Prior to its establishment, the site was operated as a large bar before prohibition. The Ridgewood Grove Sporting Club was granted a license by the New York State Boxing Commission on November 11, 1920 to conduct bouts. The Brooklyn boxing club hosted professional boxing from its original location at Cypress Avenue and Centre St. until the mid-1920s.

In the 1920s, the venue's matchmaker was boxing manager Clarence Gillespie, formerly of the Police Gazette. Following a visit to Gillespie in January 1926, American sportswriter Damon Runyon wrote of Ridgewood Grove: "The roof of the Ridgewood Grove is low hung. The spectators are on slopping seats that run clear up among the rafters. The floor seats are wooden benches. It is not a large place, so everybody is right together in neighborly fashion."

By February 1926, plans were underway to build a modern 4,000-seat "sports and dancing arena". The corporation, represented by attorney I.T. Flatto, purchased a plot across from the old venue to construct a brick and concrete building with a balcony. The "new" Ridgewood Grove Arena was situated on the corner of Palmetto Street and St. Nicholas Avenue in Ridgewood, Queens, near the border of Brooklyn. Covering about 19 lots, the plot stretched 100 feet from Cypress Avenue, 325 feet on Palmetto Street, and included a 50x100-foot gore leading to St. Nicholas Avenue. Formerly the terminal of the Brooklyn Rapid Transit Company, the land was owned by the Brooklyn–Manhattan Transit Corporation, functioning as an approach to the elevated tracks before its extension to Fresh Pond station. Access to the arena's auditorium was provided via a main entrance on St. Nicholas Avenue and a side entrance on Palmetto Street. The site was viewed as a better location, directly beneath the Myrtle–Wyckoff Avenues station on the BMT Myrtle Avenue Line and close to several surface car lines.
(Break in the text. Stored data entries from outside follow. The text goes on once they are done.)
//! Integer geometry for tile grids.
//!
//! This crate provides the coordinate types shared across the *tilepath*
//! workspace: a 2D tile coordinate ([`Point`]) and a half-open rectangle of
//! tiles ([`Range`]) used to describe grid bounds and to iterate them in
//! row-major order.

pub mod geom;

pub use geom::{Point, Range, RangeIter};
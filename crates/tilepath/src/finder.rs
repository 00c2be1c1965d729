//! The A* search loop.

use tilepath_core::Point;

use crate::config::FinderConfig;
use crate::grid::{NodeState, SearchGrid};
use crate::heuristic::{ClosestHeuristic, Heuristic};
use crate::nav_path::NavPath;
use crate::open_list::OpenList;
use crate::traits::{SearchContext, TileMap};

/// A* path finder for tile maps of one size.
///
/// The finder owns the per-tile node arena and the open list so that
/// repeated searches reuse them. Everything a single search needs beyond
/// those buffers lives on the stack of [`find_path`](Self::find_path).
#[derive(Debug, Clone)]
pub struct AStarPathFinder<H = ClosestHeuristic> {
    grid: SearchGrid,
    open: OpenList,
    config: FinderConfig,
    heuristic: H,
}

impl AStarPathFinder {
    /// Create a finder for `width × height` maps using straight-line
    /// distance as the heuristic.
    pub fn new(width: i32, height: i32, config: FinderConfig) -> Self {
        Self::with_heuristic(width, height, config, ClosestHeuristic)
    }
}

impl<H> AStarPathFinder<H> {
    /// Create a finder for `width × height` maps with a custom heuristic.
    pub fn with_heuristic(width: i32, height: i32, config: FinderConfig, heuristic: H) -> Self {
        let grid = SearchGrid::new(width, height);
        let open = OpenList::with_capacity(grid.len());
        Self {
            grid,
            open,
            config,
            heuristic,
        }
    }

    /// Create a finder sized for `map`.
    pub fn for_map<M: TileMap + ?Sized>(map: &M, config: FinderConfig, heuristic: H) -> Self {
        Self::with_heuristic(map.width_in_tiles(), map.height_in_tiles(), config, heuristic)
    }

    #[inline]
    pub fn config(&self) -> FinderConfig {
        self.config
    }

    pub fn set_config(&mut self, config: FinderConfig) {
        self.config = config;
    }

    #[inline]
    pub fn heuristic(&self) -> &H {
        &self.heuristic
    }

    /// Node states left behind by the most recent search.
    #[inline]
    pub fn grid(&self) -> &SearchGrid {
        &self.grid
    }

    /// Open list left behind by the most recent search.
    #[inline]
    pub fn open_list(&self) -> &OpenList {
        &self.open
    }

    /// Prepare the finder for maps of another size.
    pub fn resize(&mut self, width: i32, height: i32) {
        log::debug!(
            "resizing search grid from {}x{} to {width}x{height}",
            self.grid.width(),
            self.grid.height()
        );
        self.open.clear(&mut self.grid.nodes);
        self.grid.resize(width, height);
    }

    /// Find a path from `start` to `target` for `mover`.
    ///
    /// Returns the steps from `start` to `target`, both included, or `None`
    /// when the target is blocked, unreachable, or further away than the
    /// configured search distance.
    pub fn find_path<M>(
        &mut self,
        map: &M,
        mover: &M::Mover,
        start: Point,
        target: Point,
    ) -> Option<NavPath>
    where
        M: TileMap + ?Sized,
        H: Heuristic<M>,
    {
        let mut path = NavPath::new();
        self.find_path_into(map, mover, start, target, &mut path)
            .then_some(path)
    }

    /// Like [`find_path`](Self::find_path), but writes the steps into a
    /// caller-owned buffer.
    ///
    /// On failure `path` is left exactly as it was.
    pub fn find_path_into<M>(
        &mut self,
        map: &M,
        mover: &M::Mover,
        start: Point,
        target: Point,
        path: &mut NavPath,
    ) -> bool
    where
        M: TileMap + ?Sized,
        H: Heuristic<M>,
    {
        let Some(target_idx) = self.search(map, mover, start, target) else {
            return false;
        };

        path.clear();
        let mut next = Some(target_idx);
        while let Some(i) = next {
            path.push(self.grid.point(i));
            next = self.grid.nodes[i].parent;
        }
        path.reverse();
        true
    }

    /// Run the search and return the target's node index on success.
    fn search<M>(&mut self, map: &M, mover: &M::Mover, start: Point, target: Point) -> Option<usize>
    where
        M: TileMap + ?Sized,
        H: Heuristic<M>,
    {
        let (w, h) = (map.width_in_tiles(), map.height_in_tiles());
        if w != self.grid.width() || h != self.grid.height() {
            self.resize(w, h);
        }

        let (Some(start_idx), Some(target_idx)) = (self.grid.idx(start), self.grid.idx(target))
        else {
            log::warn!(
                "path request {start} -> {target} lies outside the {w}x{h} map"
            );
            return None;
        };

        // Tile-intrinsic check: the target is queried as if entered from itself.
        if map.blocked(&SearchContext::new(mover, target, 0), target) {
            log::debug!("no path {start} -> {target}: target is blocked");
            return None;
        }

        self.open.clear(&mut self.grid.nodes);
        self.grid.reset();

        self.grid.nodes[start_idx].state = NodeState::Open;
        self.open.insert(&mut self.grid.nodes, start_idx);

        let diagonal = self.config.allow_diagonal;
        let max_distance = self.config.max_search_distance;
        let mut search_distance = 0;
        let mut current = start_idx;
        let mut expanded = 0usize;
        let mut arrived = false;

        while search_distance < max_distance {
            let last = self.grid.point(current);
            let Some(ci) = self.open.extract_min(&mut self.grid.nodes) else {
                break;
            };
            current = ci;
            expanded += 1;

            let node = &mut self.grid.nodes[ci];
            node.state = NodeState::Closed;
            search_distance = node.depth;
            let (pos, cost, depth) = (node.pos(), node.cost, node.depth);

            // Arrival check from the previously expanded tile, which rejects
            // diagonal squeezes onto the target.
            if ci == target_idx {
                let arrival = SearchContext::new(mover, last, search_distance);
                if !map.blocked(&arrival, target) {
                    arrived = true;
                    break;
                }
            }

            let ctx = SearchContext::new(mover, pos, search_distance);
            let (n4, n8) = (pos.neighbors_4(), pos.neighbors_8());
            let neighbors: &[Point] = if diagonal { &n8 } else { &n4 };
            for &np in neighbors {
                let Some(ni) = self.grid.idx(np) else {
                    continue;
                };
                if map.blocked(&ctx, np) {
                    continue;
                }
                map.visited(np);

                let next_cost = cost + map.cost(&ctx, np);
                if next_cost < self.grid.nodes[ni].cost {
                    if self.grid.nodes[ni].state == NodeState::Open {
                        self.open.remove(&mut self.grid.nodes, ni);
                    }
                    self.grid.nodes[ni].state = NodeState::Unvisited;
                }

                if self.grid.nodes[ni].state == NodeState::Unvisited {
                    let estimate = self.heuristic.estimate(map, mover, np, target);
                    let n = &mut self.grid.nodes[ni];
                    n.cost = next_cost;
                    n.heuristic = estimate;
                    n.parent = Some(ci);
                    n.depth = depth + 1;
                    n.state = NodeState::Open;
                    self.open.insert(&mut self.grid.nodes, ni);
                }
            }
        }

        let found = arrived || self.grid.nodes[target_idx].parent.is_some();
        log::trace!(
            "search {start} -> {target}: expanded {expanded} nodes, depth {search_distance}, found {found}"
        );
        if !found {
            if self.open.is_empty() {
                log::debug!("no path {start} -> {target}: open list exhausted");
            } else {
                log::debug!(
                    "no path {start} -> {target}: search distance {max_distance} reached"
                );
            }
            return None;
        }
        Some(target_idx)
    }
}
Construction of the new arena began in spring of 1926. The structure was 100 feet by 200 feet and built on a design by the architectural firm Starrett & van Vleck. Approximately $100,000 to erect, it housed trainining quarters, shower rooms, and dressing rooms for basketball and hockey teams. In terms of size, only Tex Rickards' Madison Square Garden was larger than the new arena.

The building officially opened to the public on November 6, 1926. While the old Ridgewood arena had been used exclusively for boxing, the new facility was intended to serve as a community hub, accommodating basketball, wrestling, track sports, dances, smokers, lodge gatherings, bazaars, and other events in Ridgewood. During the winter months, the owners intended to add hockey and ice skating to the arena's programming, contingent on securing a franchise.

===Boxing===
Jack Clifford took over as matchmaker for the weekly Saturday night boxing cards from Clarence Gillespie at the beginning of the 1926 season. Among its main draws at the time was bantamweight Tony Canzoneri, who fought twice in March 1926.

Clifford's opening card of the "new" Ridgewood Grove Sporting Club took place on November 6, 1926. The main bout featured English featherweight champion Johnny Brown against "Wyoming Cowboy" Eddie Anderson. The co-main event was undefeated Tony Canzoneri vs. Davey Abad, South American flyweight and bantamweight champion. Clifford staged a card with European lightweight champion Fred Bretonnel later that month. Eddie Roberts emerged as a crowd favorite, with four bouts at the venue in November 1926 alone.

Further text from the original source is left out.